(Description of the task): From the entries below, please output exactly the lines starting at the one containing "files.insert(operation.path.clone());" and ending at the one containing "use serde_json::json;", both included.

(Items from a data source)
————
//! Plan parsing and the per-operation admission policy.
//!
//! The model's output is untrusted input; everything here is an allow-list.
//! Admission is pure: it produces a verdict and never touches the filesystem,
//! so the applier only ever sees pre-validated operations.
//!
//! ## Policy summary
//! - **Container**: the output must be an object with a `changes` array.
//! - **Per operation** (independent checks; failing one drops that operation
//!   silently, never the whole plan):
//!   - `path` present, non-empty, at most 200 bytes, and not under the
//!     version-control metadata directory.
//!   - recognized operation kind only (`create`, `append`, `replace`).
//!   - `replace` requires a non-empty `find` (the substring's presence in the
//!     target file is checked at apply time).
//! - **Global caps**: at most 5 distinct target files and 500 total content
//!   lines across the admitted plan. Operations are considered in input
//!   order; the first one that would breach a cap is dropped along with every
//!   operation after it, so truncation always removes a suffix.

use crate::schema::{EditOperation, OperationKind, Plan};
use crate::util::count_lines;
use serde::Deserialize;
use serde_json::Value;
use std::collections::BTreeSet;

pub const MAX_PATH_BYTES: usize = 200;
pub const MAX_TARGET_FILES: usize = 5;
pub const MAX_CONTENT_LINES: usize = 500;

/// Dot-prefixed VCS metadata directory; paths under it are never writable.
const VCS_META_PREFIX: &str = ".git";

#[derive(Deserialize)]
struct RawPlan {
    changes: Vec<RawChange>,
}

#[derive(Default, Deserialize)]
#[serde(default)]
struct RawChange {
    path: Option<String>,
    operation: Option<String>,
    find: Option<String>,
    content: Option<String>,
    rationale: Option<String>,
}

/// Admit a parsed plan document, returning the cap-truncated plan or the
/// reasons it is malformed. A zero-length `changes` array is a valid "no
/// changes needed" answer and yields an empty plan, not an error.
pub fn admit_plan(value: &Value) -> Result<Plan, Vec<String>> {
    let raw_plan: RawPlan = match serde_json::from_value(value.clone()) {
        Ok(plan) => plan,
        Err(err) => return Err(vec![format!("plan schema mismatch: {err}")]),
    };

    let mut admitted = Vec::new();
    let mut dropped = 0usize;
    for change in &raw_plan.changes {
        match admit_operation(change) {
            Some(operation) => admitted.push(operation),
            None => dropped += 1,
        }
    }

    let (operations, truncated) = truncate_to_caps(admitted);
    dropped += truncated;
    if dropped > 0 {
        tracing::debug!(dropped, "operations dropped during admission");
    }
    Ok(Plan { operations, dropped })
}

fn admit_operation(change: &RawChange) -> Option<EditOperation> {
    let path = change.path.as_deref()?;
    if path.is_empty() || path.len() > MAX_PATH_BYTES || path.starts_with(VCS_META_PREFIX) {
        return None;
    }
    let kind = match change.operation.as_deref()? {
        "create" => OperationKind::Create,
        "append" => OperationKind::Append,
        "replace" => OperationKind::Replace,
        _ => return None,
    };
    let find = match kind {
        OperationKind::Replace => Some(change.find.clone().filter(|find| !find.is_empty())?),
        OperationKind::Create | OperationKind::Append => None,
    };
    Some(EditOperation {
        path: path.to_string(),
        kind,
        find,
        content: change.content.clone().unwrap_or_default(),
        rationale: change.rationale.clone(),
    })
}

/// Keep the longest prefix of `operations` that stays within both global
/// caps. Returns the kept prefix and the number of operations dropped.
fn truncate_to_caps(operations: Vec<EditOperation>) -> (Vec<EditOperation>, usize) {
    let total = operations.len();
    let mut files: BTreeSet<String> = BTreeSet::new();
    let mut lines = 0usize;
    let mut kept = Vec::new();
    for operation in operations {
        let new_file = !files.contains(&operation.path);
        if new_file && files.len() + 1 > MAX_TARGET_FILES {
            break;
        }
        let operation_lines = count_lines(&operation.content);
        if lines + operation_lines > MAX_CONTENT_LINES {
            break;
        }
        if new_file {
            files.insert(operation.path.clone());
        }
        lines += operation_lines;
        kept.push(operation);
    }
    let dropped = total - kept.len();
    (kept, dropped)
}

#[cfg(test)]
mod tests {
    use super::*;
    use serde_json::json;

    fn change(path: &str, operation: &str, content: &str) -> Value {
        json!({"path": path, "operation": operation, "content": content})
    }

    #[test]
    fn missing_changes_field_is_malformed() {
        let err = admit_plan(&json!({"edits": []})).unwrap_err();
        assert!(err[0].contains("plan schema mismatch"));
    }

    #[test]
    fn changes_with_wrong_type_is_malformed() {
        assert!(admit_plan(&json!({"changes": "nope"})).is_err());
        assert!(admit_plan(&json!("just a string")).is_err());
    }

    #[test]
    fn empty_changes_yields_empty_plan() {
        let plan = admit_plan(&json!({"changes": []})).unwrap();
        assert!(plan.operations.is_empty());
        assert_eq!(plan.dropped, 0);
    }

    #[test]
    fn admits_well_formed_operations_in_order() {
        let plan = admit_plan(&json!({"changes": [
            change("a.txt", "create", "one"),
            {"path": "b.txt", "operation": "replace", "find": "old", "content": "new"},
        ]}))
        .unwrap();
        assert_eq!(plan.operations.len(), 2);
        assert_eq!(plan.operations[0].path, "a.txt");
        assert_eq!(plan.operations[0].kind, OperationKind::Create);
        assert_eq!(plan.operations[1].find.as_deref(), Some("old"));
    }

    #[test]
    fn drops_vcs_metadata_paths() {
        let plan = admit_plan(&json!({"changes": [
            change(".git/config", "create", "x"),
            change("src/ok.rs", "create", "x"),
        ]}))
        .unwrap();
        assert_eq!(plan.operations.len(), 1);
        assert_eq!(plan.operations[0].path, "src/ok.rs");
        assert_eq!(plan.dropped, 1);
    }

    #[test]
    fn drops_empty_and_overlong_paths() {
        let long_path = "a/".repeat(120);
        let plan = admit_plan(&json!({"changes": [
            change("", "create", "x"),
            change(&long_path, "create", "x"),
            json!({"operation": "create", "content": "x"}),
        ]}))
        .unwrap();
        assert!(plan.operations.is_empty());
        assert_eq!(plan.dropped, 3);
    }

    #[test]
    fn drops_unrecognized_operation_kinds() {
        let plan = admit_plan(&json!({"changes": [
            change("a.txt", "delete", "x"),
            change("a.txt", "append", "x"),
        ]}))
        .unwrap();
        assert_eq!(plan.operations.len(), 1);
        assert_eq!(plan.operations[0].kind, OperationKind::Append);
    }

    #[test]
    fn replace_without_find_is_dropped() {
        let plan = admit_plan(&json!({"changes": [
            {"path": "a.txt", "operation": "replace", "content": "new"},
            {"path": "a.txt", "operation": "replace", "find": "", "content": "new"},
        ]}))
        .unwrap();
        assert!(plan.operations.is_empty());
        assert_eq!(plan.dropped, 2);
    }

    #[test]
    fn create_with_missing_content_becomes_empty_file() {
        let plan = admit_plan(&json!({"changes": [
            {"path": "empty.txt", "operation": "create"},
        ]}))
        .unwrap();
        assert_eq!(plan.operations[0].content, "");
    }

    #[test]
    fn caps_distinct_target_files_at_five() {
        let changes: Vec<Value> = (0..7)
            .map(|idx| change(&format!("file{idx}.txt"), "create", "x"))
            .collect();
        let plan = admit_plan(&json!({ "changes": changes })).unwrap();
        assert_eq!(plan.operations.len(), 5);
        assert_eq!(plan.dropped, 2);
    }

    #[test]
    fn repeated_paths_count_as_one_target_file() {
        let changes: Vec<Value> = (0..7).map(|_| change("same.txt", "create", "x")).collect();
        let plan = admit_plan(&json!({ "changes": changes })).unwrap();
        assert_eq!(plan.operations.len(), 7);
    }

    #[test]
    fn caps_total_content_lines_at_five_hundred() {
        let big = "line\n".repeat(499);
        let plan = admit_plan(&json!({"changes": [
            change("a.txt", "create", &big),
            change("b.txt", "create", "one\ntwo"),
        ]}))
        .unwrap();
        assert_eq!(plan.operations.len(), 1);
        assert_eq!(plan.dropped, 1);
    }

    #[test]
    fn cap_truncation_drops_a_suffix_not_a_subset() {
        let big = "line\n".repeat(500);
        // The second operation breaches the line cap; the third would fit on
        // its own but must be dropped with it.
        let plan = admit_plan(&json!({"changes": [
            change("a.txt", "create", "x"),
            change("b.txt", "create", &big),
            change("c.txt", "create", "y"),
        ]}))
        .unwrap();
        assert_eq!(plan.operations.len(), 1);
        assert_eq!(plan.operations[0].path, "a.txt");
        assert_eq!(plan.dropped, 2);
    }

    #[test]
    fn single_oversized_operation_yields_empty_plan() {
        let big = "line\n".repeat(501);
        let plan = admit_plan(&json!({"changes": [change("a.txt", "create", &big)]})).unwrap();
        assert!(plan.operations.is_empty());
        assert_eq!(plan.dropped, 1);
    }
}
————
(Response to the exercise):
            files.insert(operation.path.clone());
        }
        lines += operation_lines;
        kept.push(operation);
    }
    let dropped = total - kept.len();
    (kept, dropped)
}

#[cfg(test)]
mod tests {
    use super::*;
    use serde_json::json;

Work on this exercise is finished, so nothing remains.